■ YOUR GOAL ■
In the listing below, write out exactly each line from the first through the one containing "impl From<DomainError> for".
━━━━━━━━━━
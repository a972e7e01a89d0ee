//! HTTP request handlers.

use std::sync::Arc;

use axum::{
    Json,
    extract::{FromRequest, Path, Query, Request, State, rejection::JsonRejection},
    http::StatusCode,
    response::{IntoResponse, Response},
};

use cards_types::{
    AppError, CardId, CardQueryParams, CreateCardRequest, CreateHolderRequest, DomainError,
    FieldErrors, HolderId, HolderQueryParams, Repository, UpdateCardRequest, UpdateHolderRequest,
};

use crate::mapper;
use crate::{CardService, HolderService};

/// Application state shared across handlers.
pub struct AppState<R: Repository> {
    pub cards: CardService<R>,
    pub holders: HolderService<R>,
}

/// Wrapper to implement IntoResponse for AppError (orphan rule workaround).
#[derive(Debug)]
pub struct ApiError(pub AppError);

impl From<AppError> for ApiError {
    fn from(err: AppError) -> Self {
        ApiError(err)
    }
}

impl From<DomainError> for ApiError {
    fn from(err: DomainError) -> Self {
        ApiError(err.into())
    }
}

impl IntoResponse for ApiError {
    fn into_response(self) -> Response {
        let (status, message, errors) = match self.0 {
            AppError::Validation(errors) => (
                StatusCode::BAD_REQUEST,
                "Validation failed".to_string(),
                Some(errors),
            ),
            AppError::MalformedIdentifier(raw) => (
                StatusCode::BAD_REQUEST,
                format!("Malformed identifier: {}", raw),
                None,
            ),
            AppError::NotFound(msg) => (StatusCode::NOT_FOUND, msg, None),
            AppError::Conflict(msg) => (StatusCode::CONFLICT, msg, None),
            AppError::Internal(msg) => {
                tracing::error!(error = %msg, "request failed");
                (
                    StatusCode::INTERNAL_SERVER_ERROR,
                    "Internal server error".to_string(),
                    None,
                )
            }
        };

        let body = match errors {
            Some(errors) => serde_json::json!({
                "error": message,
                "code": status.as_u16(),
                "errors": errors,
            }),
            None => serde_json::json!({
                "error": message,
                "code": status.as_u16()
            }),
        };

        (status, Json(body)).into_response()
    }
}

/// JSON body extractor that reports unreadable bodies in the API error format.
pub struct JsonBody<T>(pub T);

impl<S, T> FromRequest<S> for JsonBody<T>
where
    Json<T>: FromRequest<S, Rejection = JsonRejection>,
    S: Send + Sync,
{
    type Rejection = ApiError;

    async fn from_request(req: Request, state: &S) -> Result<Self, Self::Rejection> {
        match Json::<T>::from_request(req, state).await {
            Ok(Json(value)) => Ok(Self(value)),
            Err(rejection) => {
                let mut errors = FieldErrors::new();
                errors.add("body", rejection.body_text());
                Err(ApiError(AppError::Validation(errors)))
            }
        }
    }
}

/// Health check endpoint.
pub async fn health() -> impl IntoResponse {
    Json(serde_json::json!({ "status": "healthy" }))
}

// ─────────────────────────────────────────────────────────────────────────────
// Cards
// ─────────────────────────────────────────────────────────────────────────────

/// List cards, optionally filtered by number and holder.
#[tracing::instrument(skip(state))]
pub async fn list_cards<R: Repository>(
    State(state): State<Arc<AppState<R>>>,
    Query(params): Query<CardQueryParams>,
) -> Result<impl IntoResponse, ApiError> {
    let cards = state
        .cards
        .find_all(params.number.as_deref(), params.holder.as_deref())
        .await?;
    Ok(Json(
        cards.into_iter().map(mapper::card_response).collect::<Vec<_>>(),
    ))
}

#[tracing::instrument(skip(state), fields(card_id = %id))]
pub async fn get_card<R: Repository>(
    State(state): State<Arc<AppState<R>>>,
    Path(id): Path<String>,
) -> Result<impl IntoResponse, ApiError> {
    let card_id: CardId = id.parse()?;
    let card = state.cards.find_by_id(card_id).await?;
    Ok(Json(mapper::card_response(card)))
}

#[tracing::instrument(skip(state), fields(external_id = %external_id))]
pub async fn get_card_by_external_id<R: Repository>(
    State(state): State<Arc<AppState<R>>>,
    Path(external_id): Path<String>,
) -> Result<impl IntoResponse, ApiError> {
    let card = state.cards.find_by_external_id(&external_id).await?;
    Ok(Json(mapper::card_response(card)))
}

#[tracing::instrument(skip(state, req))]
pub async fn create_card<R: Repository>(
    State(state): State<Arc<AppState<R>>>,
    JsonBody(req): JsonBody<CreateCardRequest>,
) -> Result<impl IntoResponse, ApiError> {
    let card = state.cards.create(req).await?;
    Ok((StatusCode::CREATED, Json(mapper::card_response(card))))
}

/// Full replace (PUT). Shares the merge path with PATCH.
#[tracing::instrument(skip(state, req), fields(card_id = %id))]
pub async fn replace_card<R: Repository>(
    State(state): State<Arc<AppState<R>>>,
    Path(id): Path<String>,
    JsonBody(req): JsonBody<UpdateCardRequest>,
) -> Result<impl IntoResponse, ApiError> {
    let card_id: CardId = id.parse()?;
    let card = state.cards.update(card_id, req).await?;
    Ok(Json(mapper::card_response(card)))
}

#[tracing::instrument(skip(state, req), fields(card_id = %id))]
pub async fn patch_card<R: Repository>(
    State(state): State<Arc<AppState<R>>>,
    Path(id): Path<String>,
    JsonBody(req): JsonBody<UpdateCardRequest>,
) -> Result<impl IntoResponse, ApiError> {
    let card_id: CardId = id.parse()?;
    let card = state.cards.update(card_id, req).await?;
    Ok(Json(mapper::card_response(card)))
}

#[tracing::instrument(skip(state), fields(card_id = %id))]
pub async fn delete_card<R: Repository>(
    State(state): State<Arc<AppState<R>>>,
    Path(id): Path<String>,
) -> Result<impl IntoResponse, ApiError> {
    let card_id: CardId = id.parse()?;
    state.cards.delete(card_id).await?;
    Ok(StatusCode::NO_CONTENT)
}

// ─────────────────────────────────────────────────────────────────────────────
// Holders
// ─────────────────────────────────────────────────────────────────────────────

#[tracing::instrument(skip(state))]
pub async fn list_holders<R: Repository>(
    State(state): State<Arc<AppState<R>>>,
    Query(params): Query<HolderQueryParams>,
) -> Result<impl IntoResponse, ApiError> {
    let holders = state.holders.find_all(params.name.as_deref()).await?;
    Ok(Json(
        holders
            .into_iter()
            .map(mapper::holder_response)
            .collect::<Vec<_>>(),
    ))
}

#[tracing::instrument(skip(state), fields(holder_id = %id))]
pub async fn get_holder<R: Repository>(
    State(state): State<Arc<AppState<R>>>,
    Path(id): Path<String>,
) -> Result<impl IntoResponse, ApiError> {
    let holder_id: HolderId = id.parse()?;
    let holder = state.holders.find_by_id(holder_id).await?;
    Ok(Json(mapper::holder_response(holder)))
}

/// Exact, case-insensitive lookup by name.
#[tracing::instrument(skip(state))]
pub async fn get_holder_by_name<R: Repository>(
    State(state): State<Arc<AppState<R>>>,
    Path(name): Path<String>,
) -> Result<impl IntoResponse, ApiError> {
    let holder = state.holders.find_by_name(&name).await?;
    Ok(Json(mapper::holder_response(holder)))
}

#[tracing::instrument(skip(state, req))]
pub async fn create_holder<R: Repository>(
    State(state): State<Arc<AppState<R>>>,
    JsonBody(req): JsonBody<CreateHolderRequest>,
) -> Result<impl IntoResponse, ApiError> {
    let holder = state.holders.create(req).await?;
    Ok((StatusCode::CREATED, Json(mapper::holder_response(holder))))
}

#[tracing::instrument(skip(state, req), fields(holder_id = %id))]
pub async fn update_holder<R: Repository>(
    State(state): State<Arc<AppState<R>>>,
    Path(id): Path<String>,
    JsonBody(req): JsonBody<UpdateHolderRequest>,
) -> Result<impl IntoResponse, ApiError> {
    let holder_id: HolderId = id.parse()?;
    let holder = state.holders.update(holder_id, req).await?;
    Ok(Json(mapper::holder_response(holder)))
}

#[tracing::instrument(skip(state), fields(holder_id = %id))]
pub async fn delete_holder<R: Repository>(
    State(state): State<Arc<AppState<R>>>,
    Path(id): Path<String>,
) -> Result<impl IntoResponse, ApiError> {
    let holder_id: HolderId = id.parse()?;
    state.holders.delete(holder_id).await?;
    Ok(StatusCode::NO_CONTENT)
}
━━━━━━━━━━
■ TASK RESPONSE ■
repository a972e7e01a89d0ee
//! HTTP request handlers.

use std::sync::Arc;

use axum::{
    Json,
    extract::{FromRequest, Path, Query, Request, State, rejection::JsonRejection},
    http::StatusCode,
    response::{IntoResponse, Response},
};

use cards_types::{
    AppError, CardId, CardQueryParams, CreateCardRequest, CreateHolderRequest, DomainError,
    FieldErrors, HolderId, HolderQueryParams, Repository, UpdateCardRequest, UpdateHolderRequest,
};

use crate::mapper;
use crate::{CardService, HolderService};

/// Application state shared across handlers.
pub struct AppState<R: Repository> {
    pub cards: CardService<R>,
    pub holders: HolderService<R>,
}

/// Wrapper to implement IntoResponse for AppError (orphan rule workaround).
#[derive(Debug)]
pub struct ApiError(pub AppError);

impl From<AppError> for ApiError {
    fn from(err: AppError) -> Self {
        ApiError(err)
    }
}

impl From<DomainError> for ApiError {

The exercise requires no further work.